__Task directions__: Identify the lines in the data below that contain "filename" and give only how many there are.

__Source records__:

□ □ □ □ □

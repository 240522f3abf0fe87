//! Cache-store driver and the distributed lock built on it.

pub mod client;
pub mod connection_args;
pub mod errors;
pub mod lock;
pub mod lock_store;
pub mod proxy;

pub use client::{RedisClient, RedisConnectionBuilder};
pub use connection_args::{LockSettings, RedisConnectionArgs};
pub use errors::LockError;
pub use lock::DistributedLock;
pub use lock_store::LockStore;
pub use proxy::RedisConnectionProxy;
use std::sync::Arc;

use tokio_util::sync::CancellationToken;

use super::client::Client;
use super::connection::ConnectionManager;
use super::connection_args::ConnectionArgs;
use super::errors::ArgsError;
use super::proxy::ConnectionProxy;

/// Assembles a `ConnectionManager` from a validated proxy and hands out
/// registered clients.
pub struct ConnectionBuilder<P: ConnectionProxy> {
    manager: Arc<ConnectionManager<P>>,
    args: ConnectionArgs,
    ctx: CancellationToken,
}

impl<P: ConnectionProxy> ConnectionBuilder<P> {
    /// Validates `args` through the proxy. Configuration errors surface
    /// here, before any connection is attempted.
    pub fn new(ctx: CancellationToken, args: P::Args) -> Result<Self, ArgsError> {
        let proxy = P::validate(args)?;
        Ok(Self::with_proxy(ctx, proxy))
    }

    pub fn with_proxy(ctx: CancellationToken, proxy: P) -> Self {
        let args = proxy.connection_args().clone();
        let manager = ConnectionManager::new(proxy, args.connection_retry_wait(), ctx.clone());
        Self { manager, args, ctx }
    }

    /// Creates a client and registers it, which triggers its first
    /// connection attempt.
    pub async fn build_client(&self) -> Client<P> {
        let client = Client::new(&self.manager, &self.args, self.ctx.clone());
        self.manager.register_client(client.clone()).await;
        client
    }

    pub fn manager(&self) -> &Arc<ConnectionManager<P>> {
        &self.manager
    }

    pub fn args(&self) -> &ConnectionArgs {
        &self.args
    }

    pub async fn destroy(&self) {
        self.manager.destroy().await;
    }
}
use serde::{Deserialize, Serialize};

/// What the consumer tells the broker once a message has been handled.
#[derive(Debug, Clone, Copy, PartialEq, Eq, Serialize, Deserialize)]
pub enum ConsumeAction {
    /// Acknowledge; the broker forgets the message.
    Accept,
    /// Negative acknowledge with requeue.
    Requeue,
    /// Negative acknowledge without requeue.
    Reject,
}

#[derive(Debug, Clone, Copy, PartialEq, Eq, Serialize, Deserialize)]
#[serde(rename_all = "lowercase")]
pub enum ExchangeKind {
    Direct,
    Fanout,
    Topic,
}

impl From<ExchangeKind> for lapin::ExchangeKind {
    fn from(kind: ExchangeKind) -> Self {
        match kind {
            ExchangeKind::Direct => lapin::ExchangeKind::Direct,
            ExchangeKind::Fanout => lapin::ExchangeKind::Fanout,
            ExchangeKind::Topic => lapin::ExchangeKind::Topic,
        }
    }
}

#[derive(Debug, Clone, PartialEq, Eq)]
pub struct ExchangeOptions {
    name: String,
    kind: ExchangeKind,
    durable: bool,
    auto_delete: bool,
}

impl ExchangeOptions {
    /// Survives broker restarts and is never removed automatically.
    pub fn persistent(name: impl Into<String>, kind: ExchangeKind) -> Self {
        Self {
            name: name.into(),
            kind,
            durable: true,
            auto_delete: false,
        }
    }

    /// Removed by the broker once the last binding is gone.
    pub fn non_persistent(name: impl Into<String>, kind: ExchangeKind) -> Self {
        Self {
            name: name.into(),
            kind,
            durable: false,
            auto_delete: true,
        }
    }

    pub fn name(&self) -> &str {
        &self.name
    }

    pub fn kind(&self) -> ExchangeKind {
        self.kind
    }

    pub fn durable(&self) -> bool {
        self.durable
    }

    pub fn auto_delete(&self) -> bool {
        self.auto_delete
    }
}

#[derive(Debug, Clone, PartialEq, Eq)]
pub struct QueueOptions {
    name: String,
    durable: bool,
    auto_delete: bool,
    exclusive: bool,
}

impl QueueOptions {
    pub fn persistent(name: impl Into<String>) -> Self {
        Self {
            name: name.into(),
            durable: true,
            auto_delete: false,
            exclusive: false,
        }
    }

    pub fn non_persistent(name: impl Into<String>) -> Self {
        Self {
            name: name.into(),
            durable: false,
            auto_delete: true,
            exclusive: false,
        }
    }

    /// Restricts the queue to the declaring connection.
    pub fn exclusive(mut self) -> Self {
        self.exclusive = true;
        self
    }

    pub fn name(&self) -> &str {
        &self.name
    }

    pub fn durable(&self) -> bool {
        self.durable
    }

    pub fn auto_delete(&self) -> bool {
        self.auto_delete
    }

    pub fn is_exclusive(&self) -> bool {
        self.exclusive
    }
}

#[derive(Debug, Clone, PartialEq, Eq)]
pub struct QueueBinding {
    routing_key: String,
    exchange: String,
}

impl QueueBinding {
    pub fn new(routing_key: impl Into<String>, exchange: impl Into<String>) -> Self {
        Self {
            routing_key: routing_key.into(),
            exchange: exchange.into(),
        }
    }

    pub fn routing_key(&self) -> &str {
        &self.routing_key
    }

    pub fn exchange(&self) -> &str {
        &self.exchange
    }
}

/// Routing keys bound to a queue, each paired with its exchange.
#[derive(Debug, Clone, Default, PartialEq, Eq)]
pub struct QueueBindings(Vec<QueueBinding>);

impl QueueBindings {
    pub fn new() -> Self {
        Self::default()
    }

    pub fn bind(mut self, routing_key: impl Into<String>, exchange: impl Into<String>) -> Self {
        self.0.push(QueueBinding::new(routing_key, exchange));
        self
    }

    pub fn iter(&self) -> impl Iterator<Item = &QueueBinding> {
        self.0.iter()
    }

    pub fn len(&self) -> usize {
        self.0.len()
    }

    pub fn is_empty(&self) -> bool {
        self.0.is_empty()
    }
}

impl<K: Into<String>, X: Into<String>> FromIterator<(K, X)> for QueueBindings {
    fn from_iter<I: IntoIterator<Item = (K, X)>>(iter: I) -> Self {
        Self(
            iter.into_iter()
                .map(|(routing_key, exchange)| QueueBinding::new(routing_key, exchange))
                .collect(),
        )
    }
}
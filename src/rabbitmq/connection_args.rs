use std::time::Duration;

use crate::common::connection_args::{check_uri, ConnectionArgs, Endpoint};
use crate::common::errors::ArgsError;

pub const DRIVER: &str = "rabbitmq";
pub const DEFAULT_HOST: &str = "127.0.0.1";
pub const DEFAULT_PORT: u16 = 5672;
pub const DEFAULT_HEARTBEAT: Duration = Duration::from_secs(20);
pub const DEFAULT_DECLARE_TIMEOUT: Duration = Duration::from_secs(15);
pub const DEFAULT_PREFETCH_COUNT: u16 = 1;

#[derive(Debug, Clone, PartialEq, Eq)]
pub struct RabbitMQConnectionArgs {
    base: ConnectionArgs,
    endpoint: Endpoint,
    uri: Option<String>,
    vhost: String,
    heartbeat: Duration,
    declare_timeout: Duration,
    prefetch_count: u16,
    confirm_mode: bool,
}

impl Default for RabbitMQConnectionArgs {
    fn default() -> Self {
        Self {
            base: ConnectionArgs::default(),
            endpoint: Endpoint::new(DEFAULT_HOST, DEFAULT_PORT),
            uri: None,
            vhost: "/".to_string(),
            heartbeat: DEFAULT_HEARTBEAT,
            declare_timeout: DEFAULT_DECLARE_TIMEOUT,
            prefetch_count: DEFAULT_PREFETCH_COUNT,
            confirm_mode: true,
        }
    }
}

impl RabbitMQConnectionArgs {
    pub fn builder() -> RabbitMQConnectionArgsBuilder {
        RabbitMQConnectionArgsBuilder::default()
    }

    pub fn base(&self) -> &ConnectionArgs {
        &self.base
    }

    pub fn endpoint(&self) -> &Endpoint {
        &self.endpoint
    }

    pub fn vhost(&self) -> &str {
        &self.vhost
    }

    pub fn heartbeat(&self) -> Duration {
        self.heartbeat
    }

    /// Timeout of each topology declaration or deletion.
    pub fn declare_timeout(&self) -> Duration {
        self.declare_timeout
    }

    /// Unacknowledged deliveries allowed per channel, 0 for no limit.
    pub fn prefetch_count(&self) -> u16 {
        self.prefetch_count
    }

    pub fn confirm_mode(&self) -> bool {
        self.confirm_mode
    }

    /// The explicit URI if one was set, otherwise one derived from the
    /// endpoint, vhost and heartbeat.
    pub fn uri(&self) -> Result<String, ArgsError> {
        if let Some(uri) = &self.uri {
            check_uri(DRIVER, uri, &["amqp", "amqps"])?;
            return Ok(uri.clone());
        }

        let vhost = match self.vhost.as_str() {
            "/" | "" => String::new(),
            vhost => vhost.replace('/', "%2f"),
        };
        let uri = self.endpoint.to_uri(DRIVER, "amqp", &vhost)?;
        Ok(format!("{uri}?heartbeat={}", self.heartbeat.as_secs()))
    }
}

#[derive(Debug, Clone, Default)]
pub struct RabbitMQConnectionArgsBuilder {
    args: RabbitMQConnectionArgs,
}

impl RabbitMQConnectionArgsBuilder {
    pub fn base(mut self, base: ConnectionArgs) -> Self {
        self.args.base = base;
        self
    }

    pub fn host(mut self, host: impl Into<String>) -> Self {
        self.args.endpoint.host = host.into();
        self
    }

    pub fn port(mut self, port: u16) -> Self {
        self.args.endpoint.port = port;
        self
    }

    pub fn credentials(mut self, username: impl Into<String>, password: impl Into<String>) -> Self {
        self.args.endpoint = self.args.endpoint.with_credentials(username, password);
        self
    }

    /// Overrides the derived URI. Heartbeat is then taken from the URI.
    pub fn uri(mut self, uri: impl Into<String>) -> Self {
        self.args.uri = Some(uri.into());
        self
    }

    pub fn vhost(mut self, vhost: impl Into<String>) -> Self {
        self.args.vhost = vhost.into();
        self
    }

    pub fn heartbeat(mut self, heartbeat: Duration) -> Self {
        self.args.heartbeat = heartbeat;
        self
    }

    pub fn declare_timeout(mut self, timeout: Duration) -> Self {
        self.args.declare_timeout = timeout;
        self
    }

    pub fn prefetch_count(mut self, count: u16) -> Self {
        self.args.prefetch_count = count;
        self
    }

    pub fn confirm_mode(mut self, enabled: bool) -> Self {
        self.args.confirm_mode = enabled;
        self
    }

    pub fn build(self) -> RabbitMQConnectionArgs {
        self.args
    }
}
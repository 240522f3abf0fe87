use std::ops::Deref;
use std::sync::Arc;
use std::time::Duration;

use tokio_util::sync::CancellationToken;

use super::connection_args::RabbitMQConnectionArgs;
use super::proxy::RabbitMQConnectionProxy;
use crate::common::builder::ConnectionBuilder;
use crate::common::client::Client;
use crate::common::connection::ConnectionManager;
use crate::common::errors::ArgsError;
use crate::common::proxy::ConnectionProxy;

/// Broker client. Dereferences to the generic `Client`, whose connection
/// type is the channel of the proxy.
pub struct RabbitMQClient<P: ConnectionProxy = RabbitMQConnectionProxy> {
    client: Client<P>,
    declare_timeout: Duration,
}

impl<P: ConnectionProxy> Clone for RabbitMQClient<P> {
    fn clone(&self) -> Self {
        Self {
            client: self.client.clone(),
            declare_timeout: self.declare_timeout,
        }
    }
}

impl<P: ConnectionProxy> Deref for RabbitMQClient<P> {
    type Target = Client<P>;

    fn deref(&self) -> &Client<P> {
        &self.client
    }
}

impl<P: ConnectionProxy> RabbitMQClient<P> {
    pub fn declare_timeout(&self) -> Duration {
        self.declare_timeout
    }
}

pub struct RabbitMQConnectionBuilder<P: ConnectionProxy = RabbitMQConnectionProxy> {
    inner: ConnectionBuilder<P>,
    declare_timeout: Duration,
}

impl RabbitMQConnectionBuilder<RabbitMQConnectionProxy> {
    pub fn new(ctx: CancellationToken, args: RabbitMQConnectionArgs) -> Result<Self, ArgsError> {
        let declare_timeout = args.declare_timeout();
        Ok(Self {
            inner: ConnectionBuilder::new(ctx, args)?,
            declare_timeout,
        })
    }
}

impl<P: ConnectionProxy> RabbitMQConnectionBuilder<P> {
    pub fn with_proxy(ctx: CancellationToken, proxy: P, declare_timeout: Duration) -> Self {
        Self {
            inner: ConnectionBuilder::with_proxy(ctx, proxy),
            declare_timeout,
        }
    }

    pub async fn build_client(&self) -> RabbitMQClient<P> {
        RabbitMQClient {
            client: self.inner.build_client().await,
            declare_timeout: self.declare_timeout,
        }
    }

    pub fn manager(&self) -> &Arc<ConnectionManager<P>> {
        self.inner.manager()
    }

    pub async fn destroy(&self) {
        self.inner.destroy().await;
    }
}
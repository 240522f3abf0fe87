use std::future::Future;

use tokio_util::sync::CancellationToken;
use tracing::info;

use super::channel::{AmqpChannel, MessageHeaders};
use super::client::RabbitMQClient;
use super::consumer::{Consumer, ReceivedMessage};
use super::errors::MessagingError;
use super::options::{ConsumeAction, ExchangeKind, ExchangeOptions, QueueBindings, QueueOptions};
use super::proxy::RabbitMQConnectionProxy;
use super::publisher::Publisher;
use super::topology::Topology;
use crate::common::proxy::ConnectionProxy;

/// A durable work queue: a direct exchange and a queue sharing one name,
/// bound with that name as routing key.
pub struct TaskQueue<P: ConnectionProxy = RabbitMQConnectionProxy> {
    topology: Topology<P>,
    queue: String,
}

impl<P> TaskQueue<P>
where
    P: ConnectionProxy,
    P::Connection: AmqpChannel<Error = P::Error>,
{
    pub fn new(client: RabbitMQClient<P>, queue: impl Into<String>) -> Self {
        Self {
            topology: Topology::new(client),
            queue: queue.into(),
        }
    }

    pub fn queue(&self) -> &str {
        &self.queue
    }

    pub fn topology(&self) -> &Topology<P> {
        &self.topology
    }

    pub async fn declare(&self) -> Result<(), MessagingError<P::Error>> {
        self.topology
            .declare_exchange(&ExchangeOptions::persistent(&self.queue, ExchangeKind::Direct))
            .await?;
        self.topology
            .declare_queue(
                &QueueOptions::persistent(&self.queue),
                &QueueBindings::new().bind(&self.queue, &self.queue),
            )
            .await?;
        info!(queue = %self.queue, "Task queue declared");
        Ok(())
    }

    pub async fn remove(&self) -> Result<(), MessagingError<P::Error>> {
        self.topology.delete_exchange(&self.queue).await?;
        self.topology.delete_queue(&self.queue).await?;
        info!(queue = %self.queue, "Task queue removed");
        Ok(())
    }
}

pub struct TaskProducer<P: ConnectionProxy = RabbitMQConnectionProxy> {
    publisher: Publisher<P>,
    queue: String,
}

impl<P> TaskProducer<P>
where
    P: ConnectionProxy,
    P::Connection: AmqpChannel<Error = P::Error>,
{
    pub fn new(client: RabbitMQClient<P>, queue: impl Into<String>) -> Self {
        Self {
            publisher: Publisher::new(client),
            queue: queue.into(),
        }
    }

    /// Enqueues a serialized task and returns its message id.
    pub async fn push(&self, task: impl AsRef<[u8]>) -> Result<String, MessagingError<P::Error>> {
        self.publisher
            .publish(&self.queue, &self.queue, task, MessageHeaders::new())
            .await
    }
}

pub struct TaskConsumer<P: ConnectionProxy = RabbitMQConnectionProxy> {
    consumer: Consumer<P>,
    queue: String,
}

impl<P> TaskConsumer<P>
where
    P: ConnectionProxy,
    P::Connection: AmqpChannel<Error = P::Error>,
{
    pub fn new(client: RabbitMQClient<P>, queue: impl Into<String>) -> Self {
        Self {
            consumer: Consumer::new(client),
            queue: queue.into(),
        }
    }

    /// Redeclares `task_queue` whenever the connection was reset.
    pub fn with_task_queue(mut self, task_queue: &TaskQueue<P>) -> Self {
        self.consumer = self.consumer.with_topology(task_queue.topology().clone());
        self
    }

    /// Hands every task to `handler` until `ctx` is canceled. Tasks are
    /// accepted once the handler returns.
    pub async fn consuming<F, Fut>(&self, ctx: &CancellationToken, mut handler: F) -> Result<(), MessagingError<P::Error>>
    where
        F: FnMut(ReceivedMessage) -> Fut + Send,
        Fut: Future<Output = ()> + Send,
    {
        self.consumer
            .consuming(ctx, &self.queue, move |message| {
                let handled = handler(message);
                async move {
                    handled.await;
                    ConsumeAction::Accept
                }
            })
            .await
    }
}
use crate::common::connection_args::{check_uri, ConnectionArgs, Endpoint};
use crate::common::errors::ArgsError;

pub const DRIVER: &str = "mongodb";
pub const DEFAULT_HOST: &str = "127.0.0.1";
pub const DEFAULT_PORT: u16 = 27017;

#[derive(Debug, Clone, PartialEq, Eq)]
pub struct MongoConnectionArgs {
    base: ConnectionArgs,
    endpoint: Endpoint,
    uri: Option<String>,
    app_name: Option<String>,
}

impl Default for MongoConnectionArgs {
    fn default() -> Self {
        Self {
            base: ConnectionArgs::default(),
            endpoint: Endpoint::new(DEFAULT_HOST, DEFAULT_PORT),
            uri: None,
            app_name: None,
        }
    }
}

impl MongoConnectionArgs {
    pub fn builder() -> MongoConnectionArgsBuilder {
        MongoConnectionArgsBuilder::default()
    }

    pub fn base(&self) -> &ConnectionArgs {
        &self.base
    }

    pub fn endpoint(&self) -> &Endpoint {
        &self.endpoint
    }

    pub fn app_name(&self) -> Option<&str> {
        self.app_name.as_deref()
    }

    pub fn uri(&self) -> Result<String, ArgsError> {
        if let Some(uri) = &self.uri {
            check_uri(DRIVER, uri, &["mongodb", "mongodb+srv"])?;
            return Ok(uri.clone());
        }
        self.endpoint.to_uri(DRIVER, "mongodb", "")
    }
}

#[derive(Debug, Clone, Default)]
pub struct MongoConnectionArgsBuilder {
    args: MongoConnectionArgs,
}

impl MongoConnectionArgsBuilder {
    pub fn base(mut self, base: ConnectionArgs) -> Self {
        self.args.base = base;
        self
    }

    pub fn host(mut self, host: impl Into<String>) -> Self {
        self.args.endpoint.host = host.into();
        self
    }

    pub fn port(mut self, port: u16) -> Self {
        self.args.endpoint.port = port;
        self
    }

    pub fn credentials(mut self, username: impl Into<String>, password: impl Into<String>) -> Self {
        self.args.endpoint = self.args.endpoint.with_credentials(username, password);
        self
    }

    pub fn uri(mut self, uri: impl Into<String>) -> Self {
        self.args.uri = Some(uri.into());
        self
    }

    pub fn app_name(mut self, name: impl Into<String>) -> Self {
        self.args.app_name = Some(name.into()).filter(|n| !n.is_empty());
        self
    }

    pub fn build(self) -> MongoConnectionArgs {
        self.args
    }
}
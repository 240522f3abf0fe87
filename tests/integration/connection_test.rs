// Integration tests against live services. Each file in the tests directory
// is its own crate, so only the public API is reachable from here.
//
// Run with `cargo test --test connection_test -- --ignored` once a broker
// and a cache store are listening (see RABBITMQ_* / REDIS_* overrides).

use std::sync::{Arc, Mutex};
use std::time::Duration;

use tokio_util::sync::CancellationToken;
use uuid::Uuid;

use noti_connections::config::NotiConnectionsConfig;
use noti_connections::env::EnvOverrides;
use noti_connections::rabbitmq::{TaskConsumer, TaskProducer, TaskQueue};
use noti_connections::redis::DistributedLock;
use noti_connections::ConnectionProvider;

fn live_config() -> NotiConnectionsConfig {
    let mut config = NotiConnectionsConfig::default();
    EnvOverrides::load()
        .expect("Invalid connection overrides in the environment")
        .apply(&mut config);
    config
}

#[tokio::test]
#[ignore] // Requires a running RabbitMQ instance
async fn test_task_round_trip() {
    let provider = ConnectionProvider::new(CancellationToken::new());
    provider.init_rabbitmq(live_config().rabbitmq.to_args()).unwrap();
    let queue_name = format!("noti_it_{}", Uuid::new_v4());

    let task_queue = TaskQueue::new(provider.rabbitmq_client().await.unwrap(), &queue_name);
    task_queue.declare().await.unwrap();
    let producer = TaskProducer::new(provider.rabbitmq_client().await.unwrap(), &queue_name);
    let consumer = TaskConsumer::new(provider.rabbitmq_client().await.unwrap(), &queue_name);

    let message_id = producer.push("ping").await.unwrap();

    let received = Arc::new(Mutex::new(Vec::new()));
    let ctx = CancellationToken::new();
    let worker = {
        let received = Arc::clone(&received);
        let ctx = ctx.clone();
        tokio::spawn(async move {
            consumer
                .consuming(&ctx, |message| {
                    received
                        .lock()
                        .unwrap()
                        .push(message.message_id().map(str::to_string));
                    async {}
                })
                .await
        })
    };

    for _ in 0..100 {
        if !received.lock().unwrap().is_empty() {
            break;
        }
        tokio::time::sleep(Duration::from_millis(50)).await;
    }
    ctx.cancel();
    worker.await.unwrap().unwrap();

    assert_eq!(*received.lock().unwrap(), [Some(message_id)]);
    task_queue.remove().await.unwrap();
    provider.shutdown().await;
}

#[tokio::test]
#[ignore] // Requires a running Redis instance
async fn test_lock_round_trip() {
    let provider = ConnectionProvider::new(CancellationToken::new());
    provider.init_redis(live_config().redis.to_args()).unwrap();
    let resource = format!("noti_it_{}", Uuid::new_v4());
    let ctx = CancellationToken::new();

    let first = DistributedLock::new(provider.redis_client().await.unwrap(), [resource.clone()]).unwrap();
    let second = DistributedLock::new(provider.redis_client().await.unwrap(), [resource.clone()]).unwrap();

    first.acquire_lock(&ctx).await.unwrap();
    assert!(first.is_locked());

    let contender = tokio::spawn(async move {
        let ctx = CancellationToken::new();
        let acquired = second.acquire_lock(&ctx).await;
        acquired.map(|()| second)
    });
    tokio::time::sleep(Duration::from_millis(200)).await;
    assert!(!contender.is_finished());

    first.release_lock(&ctx).await.unwrap();
    let second = contender.await.unwrap().unwrap();
    assert!(second.is_locked());
    second.release_lock(&ctx).await.unwrap();

    provider.shutdown().await;
}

□ □ □ □ □

__Output of the task__: 2